--- Supplied data Enclosed Below ---
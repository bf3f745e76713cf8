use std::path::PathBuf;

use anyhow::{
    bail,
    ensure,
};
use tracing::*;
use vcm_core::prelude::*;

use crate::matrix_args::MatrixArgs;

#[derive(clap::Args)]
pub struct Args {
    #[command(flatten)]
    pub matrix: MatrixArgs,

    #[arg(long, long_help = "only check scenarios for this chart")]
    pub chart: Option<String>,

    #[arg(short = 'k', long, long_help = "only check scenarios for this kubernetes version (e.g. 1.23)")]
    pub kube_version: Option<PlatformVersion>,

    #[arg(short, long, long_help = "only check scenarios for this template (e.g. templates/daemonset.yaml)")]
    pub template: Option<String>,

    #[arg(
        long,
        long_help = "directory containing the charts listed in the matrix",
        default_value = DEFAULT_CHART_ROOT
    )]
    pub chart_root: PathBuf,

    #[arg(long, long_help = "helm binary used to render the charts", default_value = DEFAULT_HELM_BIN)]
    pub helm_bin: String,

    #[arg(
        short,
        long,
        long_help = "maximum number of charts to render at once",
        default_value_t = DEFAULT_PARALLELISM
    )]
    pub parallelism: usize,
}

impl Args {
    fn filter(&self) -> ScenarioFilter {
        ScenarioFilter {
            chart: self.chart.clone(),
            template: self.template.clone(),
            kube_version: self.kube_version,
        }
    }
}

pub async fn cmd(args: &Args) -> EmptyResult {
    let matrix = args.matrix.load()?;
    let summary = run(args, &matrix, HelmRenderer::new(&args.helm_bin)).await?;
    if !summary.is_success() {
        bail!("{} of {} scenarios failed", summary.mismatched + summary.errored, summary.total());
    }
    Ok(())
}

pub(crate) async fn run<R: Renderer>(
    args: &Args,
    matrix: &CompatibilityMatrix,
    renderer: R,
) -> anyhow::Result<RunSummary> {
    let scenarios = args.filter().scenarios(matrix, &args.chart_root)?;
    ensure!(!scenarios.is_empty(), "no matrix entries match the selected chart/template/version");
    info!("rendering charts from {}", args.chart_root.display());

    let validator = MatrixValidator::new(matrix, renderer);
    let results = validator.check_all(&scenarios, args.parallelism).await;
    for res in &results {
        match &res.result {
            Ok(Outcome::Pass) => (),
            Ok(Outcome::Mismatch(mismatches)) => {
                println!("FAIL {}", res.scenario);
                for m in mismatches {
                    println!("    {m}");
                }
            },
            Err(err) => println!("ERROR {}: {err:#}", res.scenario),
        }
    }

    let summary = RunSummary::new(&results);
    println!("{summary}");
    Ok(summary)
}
--- End of Enclosed Supplied data ---
• [What the task requires]
Each entry above is to be copied out exactly as written.

• [Answer for this exercise]
repository bf3f745e76713cf8
use std::path::PathBuf;

use anyhow::{
    bail,
    ensure,
};
use tracing::*;
use vcm_core::prelude::*;

use crate::matrix_args::MatrixArgs;

#[derive(clap::Args)]
pub struct Args {
    #[command(flatten)]
    pub matrix: MatrixArgs,

    #[arg(long, long_help = "only check scenarios for this chart")]
    pub chart: Option<String>,

    #[arg(short = 'k', long, long_help = "only check scenarios for this kubernetes version (e.g. 1.23)")]
    pub kube_version: Option<PlatformVersion>,

    #[arg(short, long, long_help = "only check scenarios for this template (e.g. templates/daemonset.yaml)")]
    pub template: Option<String>,

    #[arg(
        long,
        long_help = "directory containing the charts listed in the matrix",
        default_value = DEFAULT_CHART_ROOT
    )]
    pub chart_root: PathBuf,

    #[arg(long, long_help = "helm binary used to render the charts", default_value = DEFAULT_HELM_BIN)]
    pub helm_bin: String,

    #[arg(
        short,
        long,
        long_help = "maximum number of charts to render at once",
        default_value_t = DEFAULT_PARALLELISM
    )]
    pub parallelism: usize,
}

impl Args {
    fn filter(&self) -> ScenarioFilter {
        ScenarioFilter {
            chart: self.chart.clone(),
            template: self.template.clone(),
            kube_version: self.kube_version,
        }
    }
}

pub async fn cmd(args: &Args) -> EmptyResult {
    let matrix = args.matrix.load()?;
    let summary = run(args, &matrix, HelmRenderer::new(&args.helm_bin)).await?;
    if !summary.is_success() {
        bail!("{} of {} scenarios failed", summary.mismatched + summary.errored, summary.total());
    }
    Ok(())
}

pub(crate) async fn run<R: Renderer>(
    args: &Args,
    matrix: &CompatibilityMatrix,
    renderer: R,
) -> anyhow::Result<RunSummary> {
    let scenarios = args.filter().scenarios(matrix, &args.chart_root)?;
    ensure!(!scenarios.is_empty(), "no matrix entries match the selected chart/template/version");
    info!("rendering charts from {}", args.chart_root.display());

    let validator = MatrixValidator::new(matrix, renderer);
    let results = validator.check_all(&scenarios, args.parallelism).await;
    for res in &results {
        match &res.result {
            Ok(Outcome::Pass) => (),
            Ok(Outcome::Mismatch(mismatches)) => {
                println!("FAIL {}", res.scenario);
                for m in mismatches {
                    println!("    {m}");
                }
            },
            Err(err) => println!("ERROR {}: {err:#}", res.scenario),
        }
    }

    let summary = RunSummary::new(&results);
    println!("{summary}");
    Ok(summary)
}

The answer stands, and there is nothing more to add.